Hello, it is tough, I know...but all your questions are valid, so let me try to clarify to you...
File Vault (2) will encrypt your entire disk, including the user folder, so if all your files are already encrypted then it does not make much sense to encrypt some folder once again.
Whereas File Vault seems to be working fine and Apple continues to use it in OS X, there is always this "what if something goes wrong" and due to some bug in File Vault or error on disk, you loose it all? If the drive is encrypted then no recovery software can help you, it is either all or nothing.
The alternative is to protect only some folders and leave the rest unencrypted, yet, this assumes that you will protect your most valuable data which brings the very same question up again, "what if....", yes, you would not loose the entire disk, just your most valuable data :-)
So I guess the choice is yours, all I can say is that in several years since I support this product, there was no report on data corruption unless it was a corruption of the disk itself. If you add to it the possibility (and recommendation) to backup those disk images, then the whole thing is quite safe, in worst case we could restore an older copy of the disk image containing the data.
The data on the backup disk is saved in the encrypted form, so it is protected in the same way as on your startup disk, no worries here.
Now to the application protection, Espionage 2 offered an "no brainer" application protection, you would pick the app you want to protect and we would to it all automatically for you.

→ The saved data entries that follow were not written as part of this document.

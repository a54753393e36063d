//! Learner and educator records with their descriptive sentences.

use crate::data::{field_text, number_text, InstructorRecord, RecordId, StudentRecord};

/// A student, built from a roster entry.
#[derive(Debug, Clone, PartialEq, Eq)]
pub struct Learner {
    id: Option<RecordId>,
    name: Option<String>,
    age: Option<i64>,
    course: Option<String>,
}

impl Learner {
    /// Build from named fields. Never fails; absent fields stay absent.
    pub fn from_record(record: &StudentRecord) -> Self {
        Self {
            id: record.id.clone(),
            name: record.name.clone(),
            age: record.age,
            course: record.course.clone(),
        }
    }

    pub fn id(&self) -> Option<&RecordId> {
        self.id.as_ref()
    }

    pub fn name(&self) -> Option<&str> {
        self.name.as_deref()
    }

    pub fn age(&self) -> Option<i64> {
        self.age
    }

    pub fn course(&self) -> Option<&str> {
        self.course.as_deref()
    }

    /// Self-introduction sentence.
    pub fn introduce(&self) -> String {
        format!(
            "Hi, my name is {}, I am {} years old, and I am enrolled in {}.",
            field_text(self.name()),
            number_text(self.age),
            field_text(self.course())
        )
    }
}

impl From<&StudentRecord> for Learner {
    fn from(record: &StudentRecord) -> Self {
        Self::from_record(record)
    }
}

/// An instructor, built from a roster entry.
#[derive(Debug, Clone, PartialEq, Eq)]
pub struct Educator {
    id: Option<RecordId>,
    name: Option<String>,
    subject: Option<String>,
}

impl Educator {
    /// Build from named fields. Never fails; absent fields stay absent.
    pub fn from_record(record: &InstructorRecord) -> Self {
        Self {
            id: record.id.clone(),
            name: record.name.clone(),
            subject: record.subject.clone(),
        }
    }

    pub fn id(&self) -> Option<&RecordId> {
        self.id.as_ref()
    }

    pub fn name(&self) -> Option<&str> {
        self.name.as_deref()
    }

    pub fn subject(&self) -> Option<&str> {
        self.subject.as_deref()
    }

    /// Teaching sentence.
    pub fn teach(&self) -> String {
        format!(
            "I am {} and I teach {}.",
            field_text(self.name()),
            field_text(self.subject())
        )
    }
}

impl From<&InstructorRecord> for Educator {
    fn from(record: &InstructorRecord) -> Self {
        Self::from_record(record)
    }
}

#[cfg(test)]
mod tests {
    use super::*;

    #[test]
    fn test_introduce() {
        let learner = Learner::from(&StudentRecord {
            id: Some(RecordId::Number(1)),
            name: Some("Ana".into()),
            age: Some(23),
            course: Some("AI".into()),
        });
        assert_eq!(
            learner.introduce(),
            "Hi, my name is Ana, I am 23 years old, and I am enrolled in AI."
        );
        assert_eq!(learner.id(), Some(&RecordId::Number(1)));
    }

    #[test]
    fn test_introduce_with_missing_fields() {
        let learner = Learner::from(&StudentRecord {
            name: Some("Cy".into()),
            ..Default::default()
        });
        assert_eq!(
            learner.introduce(),
            "Hi, my name is Cy, I am undefined years old, and I am enrolled in undefined."
        );
    }

    #[test]
    fn test_teach() {
        let educator = Educator::from(&InstructorRecord {
            id: None,
            name: Some("Bo".into()),
            subject: Some("Artificial Intelligence".into()),
        });
        assert_eq!(educator.teach(), "I am Bo and I teach Artificial Intelligence.");

        let blank = Educator::from(&InstructorRecord::default());
        assert_eq!(blank.teach(), "I am undefined and I teach undefined.");
    }
}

Due to tightened security in OS X, we had to change the way Espionage works, and this does not allow us to intercept application launch any more, so we had to give up on application protection all together. However, the application protection is nothing else then protection of specific folders where application stores it's data, so "if you know what you are doing" you can still do it, but in our tests with Apple's Mail, whereas it works and does what is expected, due to the way IMAP and Apple Mail work, if you lock the folders, Mail will simply download the messages from the server again, we cannot prevent this, as we cannot prevent it from accessing your mail account info. What would be protected are the local folders: if you move some mails from server into a local folder, then the local copy is the only one, and this could not be fetched again, and this would not show up if the Mail folders are locked.
So if you have a specific Mail workflow, then it is worth the trouble.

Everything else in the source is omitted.